> [BRIEF]:
All lines in the records below with the word "blocks" must be returned.

╭─ MATERIALS PROVIDED

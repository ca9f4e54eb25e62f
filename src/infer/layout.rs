//! Named parameter blocks inside a flat parameter vector.

use std::ops::Range;

use crate::error::FitError;

#[derive(Debug, Clone, PartialEq)]
struct Block {
    name: String,
    start: usize,
    len: usize,
}

/// Ordered set of named blocks (`"flux0"`, `"log_r"`, ...).
#[derive(Debug, Clone, Default, PartialEq)]
pub struct ParamLayout {
    blocks: Vec<Block>,
    dim: usize,
}

impl ParamLayout {
    pub fn new() -> Self {
        Self::default()
    }

    /// Append a block of `len` coordinates and return its range.
    pub fn push(&mut self, name: impl Into<String>, len: usize) -> Range<usize> {
        let start = self.dim;
        self.blocks.push(Block {
            name: name.into(),
            start,
            len,
        });
        self.dim += len;
        start..self.dim
    }

    pub fn dim(&self) -> usize {
        self.dim
    }

    pub fn range(&self, name: &str) -> Option<Range<usize>> {
        self.blocks
            .iter()
            .find(|b| b.name == name)
            .map(|b| b.start..b.start + b.len)
    }

    /// Flat indices covered by the named blocks, in the order given.
    pub fn indices(&self, names: &[&str]) -> Result<Vec<usize>, FitError> {
        let mut out = Vec::new();
        for name in names {
            let range = self
                .range(name)
                .ok_or_else(|| FitError::UnknownBlock((*name).to_string()))?;
            for i in range {
                if !out.contains(&i) {
                    out.push(i);
                }
            }
        }
        Ok(out)
    }
}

╰─

> [OUTPUT]:
//! Named parameter blocks inside a flat parameter vector.
/// Ordered set of named blocks (`"flux0"`, `"log_r"`, ...).
    blocks: Vec<Block>,
        self.blocks.push(Block {
        self.blocks
    /// Flat indices covered by the named blocks, in the order given.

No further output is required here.